# Micro Mesh



## dgelnett (Apr 18, 2011)

So how do you know when your MM is worn out? I know you can wash it to extend its use. It always feels smooth to me so that just leaves looking at it for worn spots.


----------



## Dana Fish (Apr 18, 2011)

What steps do take to wash your MM?


----------



## dgelnett (Apr 18, 2011)

They say you should put them in your jean's pocket and then wash them. I normally put them in the sink and run water over them and rub with my hands to get the dust off.


----------



## TomS (Apr 18, 2011)

If you are using all 9 grits, you should be able to produce some slurry with the first 5, or sometimes 6 grits. When the slurry stops, they're worn out.
Tom


----------



## leestoresund (Apr 18, 2011)

I used mine for a year and still got good results (maybe 250-300 pens).
I keep them soaking in a large container and when I use one I put it into a smaller container of water so that I can get the slurry off. When I have run the full 9 grits I put them back into the large container.
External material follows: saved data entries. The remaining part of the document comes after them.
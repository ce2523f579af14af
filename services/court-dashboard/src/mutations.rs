//! Writes against the scheduler backend
//!
//! Mutations are never retried and go straight to the backend. The ones
//! that change cached resources update the cache on success.

use std::sync::Arc;

use court_api::{
    ApiClient, ApiError, CancelScheduleResponse, HealthCheckResponse, Method, ScheduleId,
};
use serde::de::DeserializeOwned;
use serde::Serialize;

use crate::queries::Queries;
use crate::query::QueryKey;

type SuccessCallback<T, V> = Box<dyn Fn(&T, &V) + Send + Sync>;
type ErrorCallback<V> = Box<dyn Fn(&ApiError, &V) + Send + Sync>;

impl Queries {
    /// Fetch health now and store it as fresh, bypassing the cache
    ///
    /// On failure the cached entry is left as it was.
    pub async fn refresh_health(&self) -> Result<Arc<HealthCheckResponse>, ApiError> {
        match self.api().health().await {
            Ok(health) => {
                tracing::debug!("Manual health check: {}", health.status);
                Ok(self
                    .client()
                    .set_query_data(QueryKey::health(), health, self.health_policy()))
            }
            Err(e) => {
                tracing::error!("Manual health check failed: {}", e);
                Err(e)
            }
        }
    }

    /// Cancel a schedule, then invalidate schedule lists and stats and drop
    /// the schedule's detail entry
    pub async fn cancel_schedule(
        &self,
        id: ScheduleId,
    ) -> Result<CancelScheduleResponse, ApiError> {
        let confirmation = self.api().cancel_schedule(id).await?;
        tracing::info!("Cancelled schedule {}", id);
        self.client().invalidate_queries(&QueryKey::schedules());
        self.client().invalidate_queries(&QueryKey::stats());
        self.client().remove_queries(&QueryKey::schedules_detail(id));
        Ok(confirmation)
    }

    /// `POST` mutation against an arbitrary endpoint
    pub fn create_mutation<T, V>(&self, endpoint: impl Into<String>) -> Mutation<T, V> {
        Mutation::new(self.api().clone(), Method::Post, endpoint)
    }

    /// `PUT` mutation against an arbitrary endpoint
    pub fn update_mutation<T, V>(&self, endpoint: impl Into<String>) -> Mutation<T, V> {
        Mutation::new(self.api().clone(), Method::Put, endpoint)
    }
}

/// A write that sends its variables as the JSON body
///
/// Variables that serialize to `null`, such as `()` or `None`, send no body.
/// Does not touch the query cache.
pub struct Mutation<T, V> {
    api: ApiClient,
    method: Method,
    endpoint: String,
    on_success: Option<SuccessCallback<T, V>>,
    on_error: Option<ErrorCallback<V>>,
}

impl<T, V> Mutation<T, V> {
    fn new(api: ApiClient, method: Method, endpoint: impl Into<String>) -> Self {
        Self {
            api,
            method,
            endpoint: endpoint.into(),
            on_success: None,
            on_error: None,
        }
    }

    pub fn endpoint(&self) -> &str {
        &self.endpoint
    }

    pub fn on_success(mut self, callback: impl Fn(&T, &V) + Send + Sync + 'static) -> Self {
        self.on_success = Some(Box::new(callback));
        self
    }

    pub fn on_error(mut self, callback: impl Fn(&ApiError, &V) + Send + Sync + 'static) -> Self {
        self.on_error = Some(Box::new(callback));
        self
    }
}

impl<T: DeserializeOwned, V: Serialize + Sync> Mutation<T, V> {
    pub async fn mutate(&self, variables: V) -> Result<T, ApiError> {
        let result = self.send(&variables).await;
        match &result {
            Ok(data) => {
                if let Some(callback) = &self.on_success {
                    callback(data, &variables);
                }
            }
            Err(e) => {
                tracing::warn!("{} {} failed: {}", self.method, self.endpoint, e);
                if let Some(callback) = &self.on_error {
                    callback(e, &variables);
                }
            }
        }
        result
    }

    async fn send(&self, variables: &V) -> Result<T, ApiError> {
        let body = serde_json::to_value(variables).map_err(|e| {
            ApiError::unavailable(format!("Failed to encode mutation variables: {}", e))
        })?;
        let body = (!body.is_null()).then_some(&body);
        match self.method {
            Method::Put => self.api.put(&self.endpoint, body).await,
            _ => self.api.post(&self.endpoint, body).await,
        }
    }
}
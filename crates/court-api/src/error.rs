//! Error types for the court scheduler API client

/// Status text carried by every transport-level failure
pub const NETWORK_ERROR_STATUS_TEXT: &str = "Network Error";

/// Errors returned by the court scheduler API client
///
/// A status of `0` is the sentinel for "no HTTP response was received"
/// (DNS failure, refused connection, timeout, unreadable body). Any other
/// status is the status of a response the server actually sent.
#[derive(Debug, Clone, PartialEq, Eq, thiserror::Error)]
pub enum ApiError {
    #[error("Network error: {message}")]
    Network { message: String },

    #[error("API request failed: {status_text}")]
    Http { status: u16, status_text: String },

    #[error("{message}")]
    Unavailable { message: String },
}

impl ApiError {
    /// Build a transport-level failure from any underlying error
    pub fn network(err: impl std::fmt::Display) -> Self {
        ApiError::Network {
            message: err.to_string(),
        }
    }

    /// Build an HTTP error response failure
    pub fn http(status: u16, status_text: impl Into<String>) -> Self {
        ApiError::Http {
            status,
            status_text: status_text.into(),
        }
    }

    /// Build a failure without status information
    pub fn unavailable(message: impl Into<String>) -> Self {
        ApiError::Unavailable {
            message: message.into(),
        }
    }

    /// HTTP status, `Some(0)` for network failures, `None` when unknown
    pub fn status(&self) -> Option<u16> {
        match self {
            ApiError::Network { .. } => Some(0),
            ApiError::Http { status, .. } => Some(*status),
            ApiError::Unavailable { .. } => None,
        }
    }

    pub fn status_text(&self) -> Option<&str> {
        match self {
            ApiError::Network { .. } => Some(NETWORK_ERROR_STATUS_TEXT),
            ApiError::Http { status_text, .. } => Some(status_text),
            ApiError::Unavailable { .. } => None,
        }
    }

    /// Human readable message, identical to the `Display` output
    pub fn message(&self) -> String {
        self.to_string()
    }

    pub fn is_network(&self) -> bool {
        matches!(self, ApiError::Network { .. })
    }

    /// True for responses with a status in `[400, 500)`
    pub fn is_client_error(&self) -> bool {
        matches!(self, ApiError::Http { status, .. } if (400..500).contains(status))
    }
}

/// Result type alias for API operations
pub type Result<T> = std::result::Result<T, ApiError>;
They worked so I was happy.

But I decided that they probably were worn out so I bought another set. 

The new ones cut a lot better and faster.

So by my experience I can get about 200-250 pens from one set of MM.
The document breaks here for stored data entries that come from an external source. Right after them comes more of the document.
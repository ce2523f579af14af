//! Error types for the court dashboard service

/// Errors that can occur in the court dashboard service
#[derive(Debug, thiserror::Error)]
pub enum DashboardError {
    #[error("Configuration error: {0}")]
    Config(String),

    #[error("IO error: {0}")]
    Io(#[from] std::io::Error),

    #[error("JSON parse error: {0}")]
    Json(#[from] serde_json::Error),

    #[error("Dashboard server error: {0}")]
    Server(String),
}

/// Result type alias for dashboard operations
pub type Result<T> = std::result::Result<T, DashboardError>;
I turn wood, acrylic and truestone and use MM on all.

Lee


----------



## OOPS (Apr 18, 2011)

When I took my first class in penmaking, the instructor said that the grit is pretty well used up at about 125 pens.  That seems substantially less than the results you are getting.  Perhaps using them wet extends their life.


----------



## Wildman (Apr 19, 2011)

Have never used micromesh dry on wood or acrylic.  Not sure why you would want too.


----------



## leestoresund (Apr 19, 2011)

Perhaps your instructor just has different guidelines.
Perhaps your instructor is not as frugal as I.
In the end it is just a matter of what you are happy with.
You now have a reasonable range of pens from which you can form your own opinion as to the efficacy of MM.

Lee


----------



## Russianwolf (Apr 19, 2011)

they are worn out when they stop producing the results you want in the time you want.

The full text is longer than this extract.